The subject line pretty much says it all. All that’s left from my fun bought with the dreaded “What’s Going Around Work” is a residual cough. Which doesn’t bother me much except early in the morning or as I go to bed.
So what’s the deal with that? Does the cooler night air exacerbate lung problems? Do you have mucus build up in your lungs as you sleep?
I’ve also found that the supine position of sleeping exacerbates things considerably.
However, sometimes I find that sleeping is not a factor. I’m fighting off a bad UR infection myself (seems to have more punch than a cold). I’ve found that I feel OK during the workday, but get miserable pretty quickly after returning home. Maybe there’s something in the apartment that’s aggravating things (something that wasn’t bothering me 3 weeks ago?).
Not a doc even in the slightest, but my SO’s recent trip to the emergency room due to a lovely nighttime asthma attack taught me that the rise and fall of certain hormone levels throughout a 24 hour period plays a large part in various muscle groups contraction/relaxation (they were that vague with me, yes), which can cause more coughing, symptoms of sicknesses, etc.
Googling “asthma nighttime” seems to lend some confirmation to that.
I’ve heard in general that your immune system is weaker in the morning; maybe this is why. I’m over my bad cold from last week, but I’m still waking up with a sore throat every day.
Is the air in the house too dry? I’ve been using a humidifier this winter and I am amazed that I haven’t once gotten up with a sore throat and don’t have itchy skin.

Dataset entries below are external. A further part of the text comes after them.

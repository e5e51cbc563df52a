//! Common error type definitions.

use strum::{AsRefStr, Display, IntoStaticStr};
use thiserror::Error;

/// Type alias for boxed dynamic errors that can be sent across threads.
///
/// Used as the source of structured [`Error`] values so adapters can wrap
/// their transport or provider errors without leaking their types.
pub type BoxedError = Box<dyn std::error::Error + Send + Sync>;

/// Type alias for Results with our custom Error type.
pub type Result<T, E = Error> = std::result::Result<T, E>;

/// Categories of errors that can occur while running a session.
#[derive(Debug, Clone, Copy, PartialEq, Eq, Hash, AsRefStr, Display, IntoStaticStr)]
#[strum(serialize_all = "snake_case")]
pub enum ErrorKind {
    /// Input validation failed.
    InvalidInput,
    /// The streaming source failed to open or raised mid-stream.
    Source,
    /// A conversation store write or read failed.
    Store,
    /// Serialization/deserialization error.
    Serialization,
    /// Configuration error.
    Configuration,
}

/// A structured error type for parley-core operations.
#[derive(Debug, Error)]
#[error("{kind}{}", message.as_ref().map(|m| format!(": {}", m)).unwrap_or_default())]
pub struct Error {
    /// The kind of error that occurred.
    pub kind: ErrorKind,
    /// Optional error message.
    pub message: Option<String>,
    /// Optional source error.
    #[source]
    pub source: Option<BoxedError>,
}

impl Error {
    /// Creates a new error with the given kind.
    pub fn new(kind: ErrorKind) -> Self {
        Self {
            kind,
            message: None,
            source: None,
        }
    }

    /// Adds a message to this error.
    pub fn with_message(mut self, message: impl Into<String>) -> Self {
        self.message = Some(message.into());
        self
    }

    /// Adds a source error to this error.
    pub fn with_source(mut self, source: impl std::error::Error + Send + Sync + 'static) -> Self {
        self.source = Some(Box::new(source));
        self
    }

    /// Creates a new invalid input error.
    pub fn invalid_input() -> Self {
        Self::new(ErrorKind::InvalidInput)
    }

    /// Creates a new streaming source error.
    pub fn source_failure() -> Self {
        Self::new(ErrorKind::Source)
    }

    /// Creates a new store error.
    pub fn store() -> Self {
        Self::new(ErrorKind::Store)
    }

    /// Creates a new serialization error.
    pub fn serialization() -> Self {
        Self::new(ErrorKind::Serialization)
    }

    /// Creates a new configuration error.
    pub fn configuration() -> Self {
        Self::new(ErrorKind::Configuration)
    }

    /// Returns the error kind.
    pub fn kind(&self) -> ErrorKind {
        self.kind
    }

    /// Returns the error kind as a string.
    pub fn kind_str(&self) -> &'static str {
        self.kind.into()
    }
}

impl From<serde_json::Error> for Error {
    fn from(err: serde_json::Error) -> Self {
        Self::serialization()
            .with_message("invalid JSON payload")
            .with_source(err)
    }
}

#[cfg(test)]
mod tests {
    use std::error::Error as _;

    use super::*;

    #[test]
    fn test_error_display_with_message() {
        let error = Error::store().with_message("bucket unavailable");
        assert_eq!(error.to_string(), "store: bucket unavailable");
        assert_eq!(error.kind(), ErrorKind::Store);
    }

    #[test]
    fn test_error_display_without_message() {
        let error = Error::source_failure();
        assert_eq!(error.to_string(), "source");
    }

    #[test]
    fn test_error_kind_str() {
        assert_eq!(Error::invalid_input().kind_str(), "invalid_input");
        assert_eq!(Error::configuration().kind_str(), "configuration");
    }

    #[test]
    fn test_error_with_source() {
        let io = std::io::Error::new(std::io::ErrorKind::ConnectionReset, "reset");
        let error = Error::source_failure().with_source(io);
        assert!(error.source().is_some());
    }
}
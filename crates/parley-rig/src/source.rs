//! Ollama-backed fragment source.

use async_trait::async_trait;
use futures::{StreamExt, future};
use parley_core::{FragmentSource, FragmentStream};
use rig::client::Nothing;
use rig::completion::CompletionModel;
use rig::prelude::CompletionClient;
use rig::providers::ollama;
use rig::streaming::StreamedAssistantContent;

use crate::{Error, OllamaConfig, Result, TRACING_TARGET_OLLAMA};

const PROVIDER: &str = "ollama";

/// Streams chat completions from an Ollama server.
///
/// Each `open` issues one streaming request carrying the configured system
/// prompt and the user message. Only text deltas become fragments.
#[derive(Clone)]
pub struct OllamaSource {
    client: ollama::Client,
    model: String,
    system_prompt: String,
}

impl OllamaSource {
    /// Creates a source from validated configuration.
    ///
    /// No request is made until the first `open`.
    pub fn new(config: &OllamaConfig) -> Result<Self> {
        config.validate()?;

        let client = ollama::Client::builder()
            .api_key(Nothing)
            .base_url(&config.ollama_host)
            .build()
            .map_err(|e| Error::provider(PROVIDER, e))?;

        tracing::debug!(
            target: TRACING_TARGET_OLLAMA,
            host = %config.ollama_host,
            model = %config.ollama_model,
            "Ollama client created"
        );

        Ok(Self {
            client,
            model: config.ollama_model.clone(),
            system_prompt: config.ollama_system_prompt.clone(),
        })
    }

    /// Returns the model name.
    #[inline]
    pub fn model(&self) -> &str {
        &self.model
    }
}

#[async_trait]
impl FragmentSource for OllamaSource {
    async fn open(&self, prompt: &str) -> parley_core::Result<FragmentStream> {
        let model = self.client.completion_model(self.model.as_str());

        let response = model
            .completion_request(prompt.to_owned())
            .preamble(self.system_prompt.clone())
            .stream()
            .await
            .map_err(|e| Error::provider(PROVIDER, e))?;

        tracing::debug!(
            target: TRACING_TARGET_OLLAMA,
            model = %self.model,
            prompt_len = prompt.len(),
            "Opened completion stream"
        );

        let fragments = response
            .filter_map(|item| {
                future::ready(match item {
                    Ok(StreamedAssistantContent::Text(text)) => Some(Ok(text.text)),
                    Ok(_) => None,
                    Err(e) => Some(Err(parley_core::Error::from(Error::stream(e)))),
                })
            })
            .boxed();

        Ok(fragments)
    }
}

#[cfg(test)]
mod tests {
    use super::*;

    #[test]
    fn test_source_from_default_config() {
        let source = OllamaSource::new(&OllamaConfig::default()).unwrap();
        assert_eq!(source.model(), "llama3.2");
    }

    #[test]
    fn test_source_rejects_invalid_config() {
        let config = OllamaConfig::default().with_host("localhost");
        assert!(OllamaSource::new(&config).is_err());
    }
}
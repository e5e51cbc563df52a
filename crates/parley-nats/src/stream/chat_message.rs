//! Chat message event stream.

use std::time::Duration;

use parley_core::ChatMessageEvent;

use super::{EventPublisher, EventStream, EventSubscriber, TypedMessageStream};

/// Stream of inbound chat messages that each start one response session.
///
/// Messages expire after 1 day. A session may stream for minutes, so the
/// ack deadline is generous.
#[derive(Debug, Clone, Copy, PartialEq, Eq, Hash, Default)]
pub struct ChatMessageStream;

impl EventStream for ChatMessageStream {
    const ACK_WAIT: Duration = Duration::from_secs(5 * 60);
    const CONSUMER_NAME: &'static str = "ai-response";
    const MAX_AGE: Option<Duration> = Some(Duration::from_secs(24 * 60 * 60));
    const NAME: &'static str = "CHAT_MESSAGES";
    const SUBJECT: &'static str = "chat.message";
}

/// Publisher of chat message events.
pub type ChatMessagePublisher = EventPublisher<ChatMessageEvent, ChatMessageStream>;

/// Subscriber of chat message events.
pub type ChatMessageSubscriber = EventSubscriber<ChatMessageEvent, ChatMessageStream>;

/// Pull stream of chat message events.
pub type ChatMessageReceiver = TypedMessageStream<ChatMessageEvent>;

#[cfg(test)]
mod tests {
    use super::*;

    #[test]
    fn test_chat_message_stream() {
        assert_eq!(ChatMessageStream::NAME, "CHAT_MESSAGES");
        assert_eq!(ChatMessageStream::SUBJECT, "chat.message");
        assert_eq!(ChatMessageStream::CONSUMER_NAME, "ai-response");
        assert_eq!(
            ChatMessageStream::MAX_AGE,
            Some(Duration::from_secs(24 * 60 * 60))
        );
    }

    #[test]
    fn test_chat_message_subjects() {
        assert_eq!(
            ChatMessageStream::subjects(),
            vec!["chat.message".to_string(), "chat.message.>".to_string()]
        );
    }
}
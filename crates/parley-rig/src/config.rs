//! Configuration for the Ollama fragment source.

#[cfg(feature = "config")]
use clap::Args;
use serde::{Deserialize, Serialize};
use url::Url;

use crate::{Error, Result};

const DEFAULT_HOST: &str = "http://localhost:11434";
const DEFAULT_MODEL: &str = "llama3.2";
const DEFAULT_SYSTEM_PROMPT: &str =
    "You are a helpful AI assistant. Keep responses concise and friendly.";

/// Configuration of the Ollama model backend.
#[derive(Debug, Clone, PartialEq, Eq, Serialize, Deserialize)]
#[cfg_attr(feature = "config", derive(Args))]
pub struct OllamaConfig {
    /// Ollama server base URL.
    #[cfg_attr(
        feature = "config",
        arg(long, env = "OLLAMA_HOST", default_value = DEFAULT_HOST)
    )]
    pub ollama_host: String,

    /// Model used to generate responses.
    #[cfg_attr(
        feature = "config",
        arg(long, env = "OLLAMA_MODEL", default_value = DEFAULT_MODEL)
    )]
    pub ollama_model: String,

    /// System prompt sent with every request.
    #[cfg_attr(
        feature = "config",
        arg(long, env = "OLLAMA_SYSTEM_PROMPT", default_value = DEFAULT_SYSTEM_PROMPT)
    )]
    pub ollama_system_prompt: String,
}

impl Default for OllamaConfig {
    fn default() -> Self {
        Self {
            ollama_host: DEFAULT_HOST.to_string(),
            ollama_model: DEFAULT_MODEL.to_string(),
            ollama_system_prompt: DEFAULT_SYSTEM_PROMPT.to_string(),
        }
    }
}

impl OllamaConfig {
    /// Set the server base URL.
    #[must_use]
    pub fn with_host(mut self, host: impl Into<String>) -> Self {
        self.ollama_host = host.into();
        self
    }

    /// Set the model name.
    #[must_use]
    pub fn with_model(mut self, model: impl Into<String>) -> Self {
        self.ollama_model = model.into();
        self
    }

    /// Set the system prompt.
    #[must_use]
    pub fn with_system_prompt(mut self, prompt: impl Into<String>) -> Self {
        self.ollama_system_prompt = prompt.into();
        self
    }

    /// Validate the configuration.
    pub fn validate(&self) -> Result<()> {
        let host = Url::parse(&self.ollama_host)
            .map_err(|e| Error::config(format!("invalid Ollama host '{}': {e}", self.ollama_host)))?;

        if !matches!(host.scheme(), "http" | "https") {
            return Err(Error::config(format!(
                "Ollama host must use http or https, got '{}'",
                host.scheme()
            )));
        }

        if self.ollama_model.trim().is_empty() {
            return Err(Error::config("Ollama model cannot be empty"));
        }

        Ok(())
    }
}

#[cfg(test)]
mod tests {
    use super::*;

    #[test]
    fn test_default_config() {
        let config = OllamaConfig::default();
        assert_eq!(config.ollama_host, "http://localhost:11434");
        assert_eq!(config.ollama_model, "llama3.2");
        assert_eq!(
            config.ollama_system_prompt,
            "You are a helpful AI assistant. Keep responses concise and friendly."
        );
        assert!(config.validate().is_ok());
    }

    #[test]
    fn test_config_builder() {
        let config = OllamaConfig::default()
            .with_host("https://ollama.internal")
            .with_model("mistral")
            .with_system_prompt("Be brief.");

        assert_eq!(config.ollama_host, "https://ollama.internal");
        assert_eq!(config.ollama_model, "mistral");
        assert_eq!(config.ollama_system_prompt, "Be brief.");
        assert!(config.validate().is_ok());
    }

    #[test]
    fn test_config_validation() {
        assert!(OllamaConfig::default().with_host("not a url").validate().is_err());
        assert!(
            OllamaConfig::default()
                .with_host("ftp://localhost:11434")
                .validate()
                .is_err()
        );
        assert!(OllamaConfig::default().with_model("  ").validate().is_err());
    }
}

First, here’s a description from my 8th grade Health teacher, 1961. “Your lungs and your windpipe are lined with tiny hairlike cilia, which are covered in mucus. They try to keep dust and other nasties out of your lungs. When your lungs are tortured by a cold or smoking, there is extra mucus. When you go from vertical to lying down, mucus from one side of your windpipe (trachea) sags across the tube in little stalactites. When they reach the low side, it tickles the cilia there, and you cough.”
“When you’ve been sleeping, and you get up, those gooey strings of mucus fall back to vertical. When they do, they tickle the cilia again, and you cough.”
Since 1961, we have learned a lot about dust mites, which live in your bedsheets and eat your dead skin cells. The dust mite poop is extremely irritating to your breathing system from bedtime to morning. Do you cough in your sleep? How would you know? You’re asleep.
Some good plausible answers here. Also informative is that many people, including myself, have nasal-passage deformities (deviated septum, spur, etc.) and hence tend to be mouthbreathers during sleep. The drier air in turn tends to spur the production of mucus, leading to congestion upon awakening and during the period of drifting off to sleep.
Coughing and sometimes just the urge to cough wakes me up.
I’d guess that one’s metabolic rate is lower during sleep, therefore the lungs’ cilia are less active. The cilia aren’t doing their job as effectively, so mucus accumulates resulting in the urge to cough.
Doesn’t look like this has been resolved, and since I’ve wondered about this all my life, I’m going to bump it and hope a doctor might still take a crack at it.